Was America a city upon a hill, or was it just a skirmish in the larger battle between Ancients and Moderns? The essays in this volume reject these familiar alternatives and propose a third way. In so doing, they contribute to our growing understanding of the Enlightenment while at the same time forcing us to consider early American political thought in its own terms. Gish and Klinghard have put together a volume that should be essential reading for students of the early republic and for students of the Enlightenment.
Dustin Gish teaches ancient, early modern, and American constitutionalism in the Institute for the American Constitutional Heritage at the University of Oklahoma.
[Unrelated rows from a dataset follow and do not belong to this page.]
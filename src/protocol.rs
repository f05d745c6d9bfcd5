use serde::{Deserialize, Serialize};
use std::fmt;
use std::sync::Arc;

/// 订单方向，区分买单和卖单
#[derive(Debug, Clone, Copy, PartialEq, Eq, Hash, Serialize, Deserialize)]
pub enum Side {
    Buy,
    Sell,
}

impl Side {
    /// 输出记录中的单字符表示
    pub fn as_char(self) -> char {
        match self {
            Side::Buy => 'B',
            Side::Sell => 'S',
        }
    }

    /// 指标标签用的小写名称
    pub fn label(self) -> &'static str {
        match self {
            Side::Buy => "buy",
            Side::Sell => "sell",
        }
    }
}

impl fmt::Display for Side {
    fn fmt(&self, f: &mut fmt::Formatter<'_>) -> fmt::Result {
        write!(f, "{}", self.as_char())
    }
}

/// 客户端命令，由行协议解析而来
///
/// 价格和数量以无符号整数表示，避免浮点精度问题
#[derive(Debug, Clone, PartialEq, Serialize, Deserialize)]
pub enum ClientCommand {
    /// `B <order_id> <instrument> <price> <count>` 或 `S ...`
    Submit {
        side: Side,
        order_id: u32,
        #[serde(with = "arc_str_serde")]
        instrument: Arc<str>,
        price: u32,
        count: u32,
    },
    /// `C <order_id>`
    Cancel { order_id: u32 },
}

impl fmt::Display for ClientCommand {
    fn fmt(&self, f: &mut fmt::Formatter<'_>) -> fmt::Result {
        match self {
            ClientCommand::Submit {
                side,
                order_id,
                instrument,
                price,
                count,
            } => write!(f, "{} {} {} {} {}", side, order_id, instrument, price, count),
            ClientCommand::Cancel { order_id } => write!(f, "C {}", order_id),
        }
    }
}

/// 引擎对外事件，每个事件恰好消耗一个全局序列号
#[derive(Debug, Clone, Serialize, Deserialize)]
pub enum EngineEvent {
    /// 新挂单入簿：`A <order_id> <instrument> <price> <count> <B|S> <seq>`
    OrderAdded {
        order_id: u32,
        #[serde(with = "arc_str_serde")]
        instrument: Arc<str>,
        price: u32,
        count: u32,
        side: Side,
        seq: u64,
    },
    /// 成交回报：`E <resting_order_id> <taker_order_id> <execution_id> <price> <count> <seq>`
    ///
    /// 成交价取挂单方价格，execution_id 按挂单方计数
    OrderExecuted {
        resting_order_id: u32,
        taker_order_id: u32,
        execution_id: u32,
        price: u32,
        count: u32,
        seq: u64,
    },
    /// 取消回报：`D <order_id> <true|false> <seq>`
    OrderDeleted {
        order_id: u32,
        accepted: bool,
        seq: u64,
    },
}

impl EngineEvent {
    /// 事件携带的全局序列号
    pub fn seq(&self) -> u64 {
        match self {
            EngineEvent::OrderAdded { seq, .. }
            | EngineEvent::OrderExecuted { seq, .. }
            | EngineEvent::OrderDeleted { seq, .. } => *seq,
        }
    }
}

impl fmt::Display for EngineEvent {
    fn fmt(&self, f: &mut fmt::Formatter<'_>) -> fmt::Result {
        match self {
            EngineEvent::OrderAdded {
                order_id,
                instrument,
                price,
                count,
                side,
                seq,
            } => write!(f, "A {} {} {} {} {} {}", order_id, instrument, price, count, side, seq),
            EngineEvent::OrderExecuted {
                resting_order_id,
                taker_order_id,
                execution_id,
                price,
                count,
                seq,
            } => write!(
                f,
                "E {} {} {} {} {} {}",
                resting_order_id, taker_order_id, execution_id, price, count, seq
            ),
            EngineEvent::OrderDeleted {
                order_id,
                accepted,
                seq,
            } => write!(f, "D {} {} {}", order_id, accepted, seq),
        }
    }
}

/// 行协议解析错误
#[derive(Debug, Clone, PartialEq, Eq)]
pub enum ParseError {
    /// 空行
    Empty,
    /// 未知命令字
    UnknownCommand(String),
    /// 缺少字段
    MissingField(&'static str),
    /// 数字字段无法解析
    InvalidNumber {
        field: &'static str,
        value: String,
    },
    /// 行尾有多余内容
    TrailingInput(String),
}

impl fmt::Display for ParseError {
    fn fmt(&self, f: &mut fmt::Formatter<'_>) -> fmt::Result {
        match self {
            ParseError::Empty => write!(f, "empty command line"),
            ParseError::UnknownCommand(tag) => write!(f, "unknown command '{}'", tag),
            ParseError::MissingField(field) => write!(f, "missing field '{}'", field),
            ParseError::InvalidNumber { field, value } => {
                write!(f, "invalid number '{}' for field '{}'", value, field)
            }
            ParseError::TrailingInput(rest) => write!(f, "trailing input '{}'", rest),
        }
    }
}

impl std::error::Error for ParseError {}

/// 解析一行客户端命令
///
/// 接受的格式：
/// - `B <order_id> <instrument> <price> <count>`
/// - `S <order_id> <instrument> <price> <count>`
/// - `C <order_id>`
pub fn parse_command(line: &str) -> Result<ClientCommand, ParseError> {
    let mut parts = line.split_ascii_whitespace();
    let tag = parts.next().ok_or(ParseError::Empty)?;

    let command = match tag {
        "B" | "S" => {
            let side = if tag == "B" { Side::Buy } else { Side::Sell };
            let order_id = next_u32(&mut parts, "order_id")?;
            let instrument = parts
                .next()
                .ok_or(ParseError::MissingField("instrument"))?;
            let price = next_u32(&mut parts, "price")?;
            let count = next_u32(&mut parts, "count")?;
            ClientCommand::Submit {
                side,
                order_id,
                instrument: Arc::from(instrument),
                price,
                count,
            }
        }
        "C" => ClientCommand::Cancel {
            order_id: next_u32(&mut parts, "order_id")?,
        },
        other => return Err(ParseError::UnknownCommand(other.to_string())),
    };

    if let Some(rest) = parts.next() {
        return Err(ParseError::TrailingInput(rest.to_string()));
    }
    Ok(command)
}

fn next_u32<'a>(
    parts: &mut impl Iterator<Item = &'a str>,
    field: &'static str,
) -> Result<u32, ParseError> {
    let raw = parts.next().ok_or(ParseError::MissingField(field))?;
    raw.parse().map_err(|_| ParseError::InvalidNumber {
        field,
        value: raw.to_string(),
    })
}

// Custom serde module for Arc<str>
mod arc_str_serde {
    use serde::{Deserialize, Deserializer, Serialize, Serializer};
    use std::sync::Arc;

    pub fn serialize<S>(arc: &Arc<str>, serializer: S) -> Result<S::Ok, S::Error>
    where
        S: Serializer,
    {
        arc.as_ref().serialize(serializer)
    }

    pub fn deserialize<'de, D>(deserializer: D) -> Result<Arc<str>, D::Error>
    where
        D: Deserializer<'de>,
    {
        let s = String::deserialize(deserializer)?;
        Ok(Arc::from(s))
    }
}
He has published articles, book chapters, review essays, and reviews on topics in the history of political philosophy on the political thought of Homer, Xenophon, Plato, William Shakespeare, and Thomas Jefferson. His work has appeared in The Journal of Politics, History of Political Thought, Perspectives on Political Science, Polis, The Review of Politics, and Bryn Mawr Classical Review. He is also contributing co-editor of two volumes on Shakespeare’s political thought (Souls With Longing: Representations of Honor and Love in Shakespeare and Shakespeare and the Body Politic), and of The Political Thought of Xenophon. Daniel Klinghard is associate professor of political science at the College of the Holy Cross in Worcester, Massachusetts, where he teaches American national government. He is the author of The Nationalization of American Political Parties, 1880-1896 (Cambridge University Press, 2010), which was awarded the Leon D. Epstein Outstanding Book Award by the Political Parties and Organizations section of the American Political Science Association. He has published in Presidential Studies Quarterly, Polity, and The Journal of Politics.